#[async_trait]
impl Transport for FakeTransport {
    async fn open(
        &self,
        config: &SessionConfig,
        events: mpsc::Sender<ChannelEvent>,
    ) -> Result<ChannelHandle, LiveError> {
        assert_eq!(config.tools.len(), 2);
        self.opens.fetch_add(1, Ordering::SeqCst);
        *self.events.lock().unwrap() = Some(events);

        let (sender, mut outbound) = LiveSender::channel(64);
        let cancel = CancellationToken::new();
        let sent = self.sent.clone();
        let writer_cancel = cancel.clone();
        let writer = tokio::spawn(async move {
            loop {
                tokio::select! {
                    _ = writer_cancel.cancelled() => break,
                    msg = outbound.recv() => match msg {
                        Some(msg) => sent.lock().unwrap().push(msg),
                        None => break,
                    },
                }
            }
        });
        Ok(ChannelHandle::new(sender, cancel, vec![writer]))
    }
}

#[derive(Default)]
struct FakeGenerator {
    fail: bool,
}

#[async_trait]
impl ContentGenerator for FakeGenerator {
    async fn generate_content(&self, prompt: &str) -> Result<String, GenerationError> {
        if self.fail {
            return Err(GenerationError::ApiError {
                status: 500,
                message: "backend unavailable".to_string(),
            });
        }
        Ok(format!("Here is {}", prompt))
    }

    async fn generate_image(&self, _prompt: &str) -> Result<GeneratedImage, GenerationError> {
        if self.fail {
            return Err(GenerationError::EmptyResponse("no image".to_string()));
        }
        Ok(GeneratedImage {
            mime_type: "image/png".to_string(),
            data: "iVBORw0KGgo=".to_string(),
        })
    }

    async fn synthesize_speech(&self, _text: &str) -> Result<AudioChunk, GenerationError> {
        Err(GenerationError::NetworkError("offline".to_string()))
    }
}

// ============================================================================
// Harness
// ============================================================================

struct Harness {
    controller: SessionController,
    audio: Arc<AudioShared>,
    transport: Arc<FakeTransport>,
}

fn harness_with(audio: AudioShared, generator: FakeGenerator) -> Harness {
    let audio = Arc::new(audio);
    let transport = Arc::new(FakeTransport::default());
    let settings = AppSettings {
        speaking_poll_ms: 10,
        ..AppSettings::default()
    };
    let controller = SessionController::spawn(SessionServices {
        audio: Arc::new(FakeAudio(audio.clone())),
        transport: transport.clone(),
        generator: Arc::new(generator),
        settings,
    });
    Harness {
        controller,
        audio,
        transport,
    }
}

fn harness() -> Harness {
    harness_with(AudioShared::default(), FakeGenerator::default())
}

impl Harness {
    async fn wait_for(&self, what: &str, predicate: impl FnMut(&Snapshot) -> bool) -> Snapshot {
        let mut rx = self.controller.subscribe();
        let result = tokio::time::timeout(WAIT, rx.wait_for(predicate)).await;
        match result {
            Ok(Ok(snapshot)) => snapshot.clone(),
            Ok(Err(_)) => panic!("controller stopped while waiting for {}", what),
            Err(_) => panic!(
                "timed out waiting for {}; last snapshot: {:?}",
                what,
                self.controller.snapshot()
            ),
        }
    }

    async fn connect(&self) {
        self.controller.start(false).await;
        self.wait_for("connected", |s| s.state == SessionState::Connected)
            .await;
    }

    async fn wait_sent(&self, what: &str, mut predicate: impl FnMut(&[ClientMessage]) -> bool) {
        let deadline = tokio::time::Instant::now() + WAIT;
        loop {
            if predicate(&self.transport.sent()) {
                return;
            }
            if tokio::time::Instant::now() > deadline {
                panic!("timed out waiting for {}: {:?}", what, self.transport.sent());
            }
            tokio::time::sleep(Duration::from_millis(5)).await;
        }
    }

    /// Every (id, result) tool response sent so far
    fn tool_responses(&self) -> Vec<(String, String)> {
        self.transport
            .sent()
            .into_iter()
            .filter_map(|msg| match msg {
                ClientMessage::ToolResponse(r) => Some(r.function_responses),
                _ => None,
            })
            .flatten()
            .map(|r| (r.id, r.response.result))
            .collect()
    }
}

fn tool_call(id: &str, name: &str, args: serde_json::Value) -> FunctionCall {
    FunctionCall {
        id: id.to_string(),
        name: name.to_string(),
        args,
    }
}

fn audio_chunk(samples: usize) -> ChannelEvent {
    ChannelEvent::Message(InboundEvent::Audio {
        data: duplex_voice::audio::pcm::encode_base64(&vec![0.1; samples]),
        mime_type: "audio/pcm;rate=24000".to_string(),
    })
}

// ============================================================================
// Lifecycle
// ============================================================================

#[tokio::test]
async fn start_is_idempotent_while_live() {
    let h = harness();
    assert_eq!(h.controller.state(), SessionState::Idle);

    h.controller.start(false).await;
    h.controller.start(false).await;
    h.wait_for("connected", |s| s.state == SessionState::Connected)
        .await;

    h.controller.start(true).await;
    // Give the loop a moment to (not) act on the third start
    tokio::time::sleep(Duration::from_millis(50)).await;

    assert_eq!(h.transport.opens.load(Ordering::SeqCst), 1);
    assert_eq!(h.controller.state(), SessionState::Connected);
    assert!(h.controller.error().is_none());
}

* * *

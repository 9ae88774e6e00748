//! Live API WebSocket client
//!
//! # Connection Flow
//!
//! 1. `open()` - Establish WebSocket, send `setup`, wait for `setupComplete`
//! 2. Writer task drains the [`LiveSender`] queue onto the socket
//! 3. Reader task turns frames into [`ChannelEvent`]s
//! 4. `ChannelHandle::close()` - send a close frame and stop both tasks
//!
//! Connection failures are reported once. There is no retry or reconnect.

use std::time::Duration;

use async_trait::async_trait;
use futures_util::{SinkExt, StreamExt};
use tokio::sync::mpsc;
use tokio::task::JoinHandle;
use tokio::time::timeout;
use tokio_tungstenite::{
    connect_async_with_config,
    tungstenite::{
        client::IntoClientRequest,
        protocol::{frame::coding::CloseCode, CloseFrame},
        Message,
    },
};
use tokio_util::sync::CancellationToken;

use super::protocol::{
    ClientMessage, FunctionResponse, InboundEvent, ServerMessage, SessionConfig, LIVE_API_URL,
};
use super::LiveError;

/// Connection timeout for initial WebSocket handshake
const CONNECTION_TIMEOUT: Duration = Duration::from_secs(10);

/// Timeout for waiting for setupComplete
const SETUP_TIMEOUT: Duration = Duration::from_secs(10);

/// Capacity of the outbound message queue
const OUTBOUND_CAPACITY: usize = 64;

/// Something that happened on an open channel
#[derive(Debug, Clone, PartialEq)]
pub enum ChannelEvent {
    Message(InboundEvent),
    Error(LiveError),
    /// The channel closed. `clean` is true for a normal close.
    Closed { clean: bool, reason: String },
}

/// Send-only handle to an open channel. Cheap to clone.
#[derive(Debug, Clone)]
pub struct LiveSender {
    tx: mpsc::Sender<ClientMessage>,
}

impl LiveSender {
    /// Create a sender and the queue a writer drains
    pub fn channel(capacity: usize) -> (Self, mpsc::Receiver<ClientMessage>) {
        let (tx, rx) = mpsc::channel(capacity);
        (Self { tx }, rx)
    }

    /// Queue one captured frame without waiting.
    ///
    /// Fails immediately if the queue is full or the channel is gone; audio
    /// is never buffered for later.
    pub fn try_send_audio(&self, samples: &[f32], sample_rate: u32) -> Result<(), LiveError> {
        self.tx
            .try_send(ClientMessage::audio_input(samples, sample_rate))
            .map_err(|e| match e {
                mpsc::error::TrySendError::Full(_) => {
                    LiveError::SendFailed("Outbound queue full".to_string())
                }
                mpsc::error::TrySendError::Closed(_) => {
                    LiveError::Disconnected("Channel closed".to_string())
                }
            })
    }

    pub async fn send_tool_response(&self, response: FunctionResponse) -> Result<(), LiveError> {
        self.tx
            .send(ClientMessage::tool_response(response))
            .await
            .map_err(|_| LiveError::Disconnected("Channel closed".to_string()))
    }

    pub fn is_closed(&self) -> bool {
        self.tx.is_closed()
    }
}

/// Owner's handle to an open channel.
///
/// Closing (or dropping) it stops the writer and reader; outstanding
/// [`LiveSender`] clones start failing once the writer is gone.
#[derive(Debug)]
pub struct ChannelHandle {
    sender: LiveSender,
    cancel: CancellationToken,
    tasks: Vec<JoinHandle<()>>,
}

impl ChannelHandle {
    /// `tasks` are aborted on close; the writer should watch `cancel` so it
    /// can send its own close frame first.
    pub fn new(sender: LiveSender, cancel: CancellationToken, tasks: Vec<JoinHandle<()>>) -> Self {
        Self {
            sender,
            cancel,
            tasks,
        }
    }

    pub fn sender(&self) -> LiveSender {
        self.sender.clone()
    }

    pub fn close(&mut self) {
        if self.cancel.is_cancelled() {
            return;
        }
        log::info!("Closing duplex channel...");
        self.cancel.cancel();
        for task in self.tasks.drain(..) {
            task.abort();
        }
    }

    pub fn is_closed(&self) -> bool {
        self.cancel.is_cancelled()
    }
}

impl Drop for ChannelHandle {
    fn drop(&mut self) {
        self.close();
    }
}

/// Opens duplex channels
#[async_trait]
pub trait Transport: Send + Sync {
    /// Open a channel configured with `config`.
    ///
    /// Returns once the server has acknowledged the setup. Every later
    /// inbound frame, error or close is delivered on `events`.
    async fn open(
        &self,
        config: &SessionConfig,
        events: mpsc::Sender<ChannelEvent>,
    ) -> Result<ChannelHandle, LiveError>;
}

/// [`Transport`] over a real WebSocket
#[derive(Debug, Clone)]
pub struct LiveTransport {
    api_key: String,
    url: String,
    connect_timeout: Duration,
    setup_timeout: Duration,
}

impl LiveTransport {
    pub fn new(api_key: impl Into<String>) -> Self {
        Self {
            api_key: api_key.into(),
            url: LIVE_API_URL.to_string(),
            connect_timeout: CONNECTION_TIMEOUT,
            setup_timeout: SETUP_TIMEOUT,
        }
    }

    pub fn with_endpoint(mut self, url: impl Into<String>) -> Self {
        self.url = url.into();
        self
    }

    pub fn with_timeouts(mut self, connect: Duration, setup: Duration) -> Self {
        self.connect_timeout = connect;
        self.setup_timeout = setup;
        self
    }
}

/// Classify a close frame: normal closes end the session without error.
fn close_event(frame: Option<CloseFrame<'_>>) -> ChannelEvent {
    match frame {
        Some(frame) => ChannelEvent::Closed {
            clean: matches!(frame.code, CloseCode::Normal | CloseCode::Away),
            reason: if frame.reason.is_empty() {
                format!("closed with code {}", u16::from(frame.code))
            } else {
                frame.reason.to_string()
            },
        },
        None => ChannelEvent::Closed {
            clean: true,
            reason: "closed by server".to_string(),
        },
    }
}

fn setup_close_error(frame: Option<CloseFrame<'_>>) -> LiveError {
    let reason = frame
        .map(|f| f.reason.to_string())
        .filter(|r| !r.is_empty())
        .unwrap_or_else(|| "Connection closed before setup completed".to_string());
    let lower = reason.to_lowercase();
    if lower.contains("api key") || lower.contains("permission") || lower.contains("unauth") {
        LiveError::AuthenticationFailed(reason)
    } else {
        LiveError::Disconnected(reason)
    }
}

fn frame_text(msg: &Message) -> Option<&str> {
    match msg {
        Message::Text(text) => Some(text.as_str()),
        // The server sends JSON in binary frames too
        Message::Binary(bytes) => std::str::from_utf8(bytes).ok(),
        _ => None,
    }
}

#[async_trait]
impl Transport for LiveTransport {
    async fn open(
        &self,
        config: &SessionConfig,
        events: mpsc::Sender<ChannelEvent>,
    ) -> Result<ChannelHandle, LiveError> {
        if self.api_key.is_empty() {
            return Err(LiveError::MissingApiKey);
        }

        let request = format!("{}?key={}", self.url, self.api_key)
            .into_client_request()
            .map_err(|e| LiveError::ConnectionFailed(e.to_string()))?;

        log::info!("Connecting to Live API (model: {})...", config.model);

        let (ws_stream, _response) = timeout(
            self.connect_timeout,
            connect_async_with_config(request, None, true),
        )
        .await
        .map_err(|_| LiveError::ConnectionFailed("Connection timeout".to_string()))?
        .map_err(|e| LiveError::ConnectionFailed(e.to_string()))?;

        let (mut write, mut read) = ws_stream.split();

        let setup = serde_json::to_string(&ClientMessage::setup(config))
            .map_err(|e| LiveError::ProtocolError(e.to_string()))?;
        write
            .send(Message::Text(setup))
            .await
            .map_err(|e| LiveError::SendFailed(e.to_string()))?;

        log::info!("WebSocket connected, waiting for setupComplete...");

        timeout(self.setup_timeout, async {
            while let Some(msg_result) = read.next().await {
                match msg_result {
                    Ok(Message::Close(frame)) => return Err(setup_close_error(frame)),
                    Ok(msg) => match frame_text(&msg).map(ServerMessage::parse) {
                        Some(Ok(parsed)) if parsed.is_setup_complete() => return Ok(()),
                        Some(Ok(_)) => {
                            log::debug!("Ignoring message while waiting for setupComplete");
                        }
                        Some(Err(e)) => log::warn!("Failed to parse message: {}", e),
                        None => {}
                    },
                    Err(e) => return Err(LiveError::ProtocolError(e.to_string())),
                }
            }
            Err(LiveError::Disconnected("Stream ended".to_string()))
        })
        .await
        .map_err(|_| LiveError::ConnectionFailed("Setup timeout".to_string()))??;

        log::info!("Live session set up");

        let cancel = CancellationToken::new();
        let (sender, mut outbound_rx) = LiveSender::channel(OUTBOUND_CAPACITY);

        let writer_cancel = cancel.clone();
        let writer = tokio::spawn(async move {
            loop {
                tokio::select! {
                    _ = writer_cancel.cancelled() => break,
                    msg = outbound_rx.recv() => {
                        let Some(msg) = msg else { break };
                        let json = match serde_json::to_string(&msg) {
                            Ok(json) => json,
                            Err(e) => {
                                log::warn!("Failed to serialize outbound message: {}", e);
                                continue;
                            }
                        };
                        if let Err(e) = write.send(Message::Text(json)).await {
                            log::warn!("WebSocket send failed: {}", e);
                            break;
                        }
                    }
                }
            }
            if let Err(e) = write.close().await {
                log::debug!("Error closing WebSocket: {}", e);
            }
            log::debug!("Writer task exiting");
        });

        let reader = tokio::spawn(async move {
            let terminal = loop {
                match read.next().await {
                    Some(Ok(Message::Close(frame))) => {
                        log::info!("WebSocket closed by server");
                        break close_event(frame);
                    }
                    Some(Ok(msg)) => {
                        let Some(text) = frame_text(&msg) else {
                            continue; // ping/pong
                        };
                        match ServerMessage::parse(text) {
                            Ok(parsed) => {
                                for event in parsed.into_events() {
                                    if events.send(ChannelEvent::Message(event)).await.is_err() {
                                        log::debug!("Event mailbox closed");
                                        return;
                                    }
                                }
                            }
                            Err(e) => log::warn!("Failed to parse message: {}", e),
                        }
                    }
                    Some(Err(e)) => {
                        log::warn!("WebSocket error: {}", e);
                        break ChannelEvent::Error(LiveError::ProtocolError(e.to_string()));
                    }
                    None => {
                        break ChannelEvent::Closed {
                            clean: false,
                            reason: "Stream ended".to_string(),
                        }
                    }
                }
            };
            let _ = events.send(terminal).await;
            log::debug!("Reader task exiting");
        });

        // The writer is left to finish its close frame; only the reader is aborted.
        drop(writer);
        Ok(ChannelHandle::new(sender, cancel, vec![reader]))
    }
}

**Exercise description:** Go line by line through the records and copy those that contain the word "data".

**Output for this exercise:**
            data: "iVBORw0KGgo=".to_string(),
        data: duplex_voice::audio::pcm::encode_base64(&vec![0.1; samples]),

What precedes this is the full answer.